The Government says it wants the Electric Picnic to go ahead, but the matter is up to Laois County Council. The council says it would be open to letting the event go ahead, but the Government must change the law first. The truth is that neither of them probably want the event to go ahead.
The Government is under huge political pressure to allow hospitality events to go ahead. But, ever since last Christmas, it has been cowering in fear of a new Covid surge, and, worse even than that, taking the blame for one. Even though NPHET’s summer predictions of utter doom befalling the country thanks the Delta variant have not come to pass, the electric picnic is scheduled at a time when Government nervousness will be at its peak: Back-to-School time.
The recent outbreak of 5,000 cases of Covid on foot of a concert in Cornwall, for example, will be at the front of their minds. Nobody will mention the fact that not one of those 5,000 cases resulted in a hospitalisation. Covid, says NPHET, is presently a disease of the young, healthy, and unvaccinated: In other words, a disease without danger to the overwhelming majority of people currently getting it. But, of course, that is not how the public see it. A surge in cases – not deaths or hospitalisations – is still enough to send a shudder through the public imagination, and embolden the voices claiming that the Government “opened up too quickly”, who are still out there, just waiting on the call from Claire Byrne.
Laois Council, incidentally, is probably perfectly content with this state of affairs as well. The Electric Picnic might bring jobs and trade to Stradbally and the surrounding areas, but that does not mean it is popular with locals. Add to that the fear that the festival will bring dirty, disease infested Dubliners down to Laois to spread the plague, and the council is probably all too content to stand in the way of approval, and delighted to be able to blame the Government.
So, this situation suits both council, and Government, just fine.
And, depressingly, it sums up the reasons why Ireland is still, absurdly, so far behind the rest of the world when it comes to easing restrictions. We might complain about it, and make the case for liberty (as we do, daily, on these pages), but the truth is that the situation in Ireland as it stands is exactly how a significant proportion of the people want it to be.
Make no mistake, if the political will existed to allow the Electric Picnic to proceed, proceed it would. That will does not exist, and it does not exist because the politicians are afraid of their voters.
Most of the blame for this state of affairs must fall on the media, which insists on perpetually highlighting bad Covid news stories, and giving scant attention, if any at all, to the massively reduced death rate.

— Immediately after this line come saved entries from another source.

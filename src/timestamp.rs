//! NTP timestamp in 64-bit fixed-point long format.

use core::ops::Sub;
use core::time::Duration;

use chrono::{DateTime, TimeDelta, Utc};

/// Seconds between the NTP prime epoch "1900-01-01 00:00:00" and the UNIX
/// epoch "1970-01-01 00:00:00".
///
/// See <https://www.rfc-editor.org/rfc/rfc5905>.
pub const EPOCH_DELTA_SECONDS: u64 = 0x83AA_7E80;

const NSEC_IN_SEC: u64 = 1_000_000_000;
/// Length of one whole NTP fraction range, `2^32`.
const FRACTION_RANGE: u64 = 1 << 32;

/// An immutable NTP timestamp.
///
/// A NTP timestamp is a 64-bit, unsigned fixed-point number in seconds
/// relative to the prime epoch "1900-01-01 00:00:00": a 32-bit unsigned
/// seconds field spanning 136 years followed by a 32-bit fraction field
/// resolving 232 picoseconds. This type handles the fractional part at
/// nanosecond resolution.
///
/// Era 0 covers dates from the prime epoch up to "2036-02-07 06:28:15";
/// the seconds field then wraps around, so "2036-02-07 06:28:16" shares the
/// representation of "1900-01-01 00:00:00".
///
/// The only arithmetic operation defined on timestamps is subtraction. It
/// yields a signed [`TimeDelta`] ranging from 136 years in the past to 136
/// years in the future and is only meaningful for timestamps known to lie
/// within the same era; disambiguating across a wraparound needs an external
/// reference moment (see [`Packet::offset_at`](crate::Packet::offset_at)).
///
/// The default value is zero, a special case representing unknown or
/// unsynchronized time.
#[derive(Debug, Default, Clone, Copy, PartialEq, Eq)]
pub struct Timestamp(u64);

impl Timestamp {
    /// Creates a timestamp from a raw NTP value in long format, with the
    /// first 32 bits being the seconds and the other 32 bits being the
    /// fraction of a second.
    #[must_use]
    pub const fn new(value: u64) -> Self {
        Self(value)
    }

    /// Creates a timestamp from the number of seconds since the prime epoch
    /// and a fraction of a second.
    #[must_use]
    pub const fn from_parts(seconds: u32, fraction: u32) -> Self {
        Self((seconds as u64) << 32 | fraction as u64)
    }

    /// Creates a timestamp from a duration since the prime epoch.
    /// Seconds beyond the 136-year era wrap around.
    #[must_use]
    pub fn from_duration(duration: Duration) -> Self {
        let fraction = (u64::from(duration.subsec_nanos()) << 32) / NSEC_IN_SEC;
        Self(duration.as_secs() << 32 | fraction)
    }

    /// Creates a timestamp from a wall-clock moment, shifting it by the
    /// fixed 1900-to-1970 epoch delta.
    #[must_use]
    pub fn from_datetime(moment: DateTime<Utc>) -> Self {
        #[allow(clippy::cast_possible_wrap, clippy::cast_sign_loss)]
        let seconds = moment.timestamp().wrapping_add(EPOCH_DELTA_SECONDS as i64) as u64;
        // chrono smuggles leap seconds in as nanos >= 1e9
        let nanos = u64::from(moment.timestamp_subsec_nanos()) % NSEC_IN_SEC;
        Self(seconds << 32 | (nanos << 32) / NSEC_IN_SEC)
    }

    /// Returns the number of seconds of the NTP timestamp.
    #[must_use]
    pub const fn seconds(&self) -> u32 {
        (self.0 >> 32) as u32
    }

    /// Returns the fraction of a second of the NTP timestamp.
    #[must_use]
    pub const fn fraction(&self) -> u32 {
        self.0 as u32
    }

    /// Returns the NTP timestamp in long format.
    #[must_use]
    pub const fn value(&self) -> u64 {
        self.0
    }

    /// Returns the NTP timestamp as a duration since the prime epoch, with
    /// the fraction converted to nanoseconds.
    #[must_use]
    pub fn duration(&self) -> Duration {
        #[allow(clippy::cast_possible_truncation)]
        let nanos = (u64::from(self.fraction()) * NSEC_IN_SEC / FRACTION_RANGE) as u32;
        Duration::new(u64::from(self.seconds()), nanos)
    }
}

impl Sub for Timestamp {
    type Output = TimeDelta;

    /// Returns the result of subtracting `other` from this timestamp as a
    /// signed duration. Era-naive: correct only for timestamps within the
    /// same NTP era.
    fn sub(self, other: Self) -> TimeDelta {
        signed(self.duration()) - signed(other.duration())
    }
}

#[allow(clippy::cast_possible_wrap)]
fn signed(duration: Duration) -> TimeDelta {
    TimeDelta::seconds(duration.as_secs() as i64)
        + TimeDelta::nanoseconds(i64::from(duration.subsec_nanos()))
}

A lot of blame, though, must fall on the public themselves. We have proved ourselves, in this pandemic, to be an insular people in more senses than just the literal. There has been very little public interest in what has happened elsewhere in the world. Even if you believe sincerely that the liberties that Irish people have given up were worth sacrificing to “stop the spread”, the ease and comfort with which we gave them up remains remarkable. Denied the right to go to mass, or to leave the country, or to go to the cinema, or to go to a concert, the public have, in almost all cases, happily acquiesced. Those few who have not acquiesced have been widely scorned – and not just by the media, but by their fellow citizens – as headcases.

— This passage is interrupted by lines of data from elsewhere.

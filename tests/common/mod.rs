//! Helpers shared by the integration tests: a scriptable loopback UDP
//! server and a callback recorder.

#![allow(dead_code)]

use std::net::{SocketAddr, UdpSocket};
use std::sync::atomic::{AtomicBool, Ordering};
use std::sync::Arc;
use std::thread::JoinHandle;
use std::time::{Duration, Instant};

use tokio::sync::mpsc::{self, UnboundedReceiver, UnboundedSender};

use antpc::{Callback, QueryResult};

/// A scriptable UDP server bound to an ephemeral loopback port, serviced by
/// a background thread until dropped.
pub struct Server {
    addr: SocketAddr,
    stop: Arc<AtomicBool>,
    thread: Option<JoinHandle<()>>,
}

impl Server {
    /// Echoes every incoming datagram back to its sender.
    pub fn replay() -> Self {
        Self::spawn(|socket, data, sender| {
            let _ = socket.send_to(data, sender);
        })
    }

    /// Answers every incoming datagram with `payload`, after `delay`.
    pub fn replay_with(payload: Vec<u8>, delay: Duration) -> Self {
        Self::spawn(move |socket, _data, sender| {
            std::thread::sleep(delay);
            let _ = socket.send_to(&payload, sender);
        })
    }

    /// Swallows every incoming datagram without answering.
    pub fn blackhole() -> Self {
        Self::spawn(|_socket, _data, _sender| {})
    }

    fn spawn(handler: impl Fn(&UdpSocket, &[u8], SocketAddr) + Send + 'static) -> Self {
        let socket = UdpSocket::bind("127.0.0.1:0").expect("bind test server");
        socket
            .set_read_timeout(Some(Duration::from_millis(20)))
            .expect("set test server read timeout");
        let addr = socket.local_addr().expect("test server local address");
        let stop = Arc::new(AtomicBool::new(false));
        let flag = Arc::clone(&stop);
        let thread = std::thread::spawn(move || {
            let mut buffer = [0u8; 512];
            while !flag.load(Ordering::Relaxed) {
                if let Ok((size, sender)) = socket.recv_from(&mut buffer) {
                    handler(&socket, &buffer[..size], sender);
                }
            }
        });
        Self {
            addr,
            stop,
            thread: Some(thread),
        }
    }

    pub fn addr(&self) -> SocketAddr {
        self.addr
    }

    /// The server's address as a `host:port` string suitable for a query.
    pub fn host(&self) -> String {
        self.addr.to_string()
    }
}

impl Drop for Server {
    fn drop(&mut self) {
        self.stop.store(true, Ordering::Relaxed);
        if let Some(thread) = self.thread.take() {
            let _ = thread.join();
        }
    }
}

/// Collects query results delivered through a [`Callback`].
pub struct Recorder {
    sender: UnboundedSender<QueryResult>,
    receiver: UnboundedReceiver<QueryResult>,
}

impl Recorder {
    pub fn new() -> Self {
        let (sender, receiver) = mpsc::unbounded_channel();
        Self { sender, receiver }
    }

    /// A callback that records every result it is invoked with.
    pub fn callback(&self) -> Callback {
        let sender = self.sender.clone();
        Arc::new(move |result| {
            let _ = sender.send(result);
        })
    }

    /// Awaits the next recorded result, giving up after 5 seconds.
    pub async fn next(&mut self) -> Option<QueryResult> {
        self.next_within(Duration::from_secs(5)).await
    }

    /// Awaits the next recorded result for at most `window`.
    pub async fn next_within(&mut self, window: Duration) -> Option<QueryResult> {
        tokio::time::timeout(window, self.receiver.recv())
            .await
            .ok()
            .flatten()
    }

    /// Blocks until the next recorded result arrives. Bounded so that a
    /// regression fails the test instead of hanging it.
    pub fn wait(&mut self) -> QueryResult {
        let deadline = Instant::now() + Duration::from_secs(10);
        loop {
            if let Ok(result) = self.receiver.try_recv() {
                return result;
            }
            assert!(Instant::now() < deadline, "no query result within 10 s");
            std::thread::sleep(Duration::from_millis(5));
        }
    }

    /// Returns an already-recorded result, if any, without waiting.
    pub fn try_wait(&mut self) -> Option<QueryResult> {
        self.receiver.try_recv().ok()
    }
}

The danger here was always that these freedoms, once given away, would come to be seen as completely unimportant. After all, what does your right to go to the Electric Picnic matter to me? Why should we care if you cannot go to the cinema? Once we, the public, are safe in our homes, with a nice dinner and Fair City on the television, what else matters?
That’s the thinking. It is the dominant strain of thought in Ireland. It is all well and good to blame the politicians (and we do, when they deserve it), but if Irish people are losing their rights, it is because the vast, overwhelming majority of us were happy to give them away, and are not that bothered about ever getting them back.
It’s not especially hard to see why the Kings of England found no great difficulty in keeping hold of Ireland for 800 years. The truth, for those 800 years is exactly the same as the truth today: The big majority of people were happy enough with it.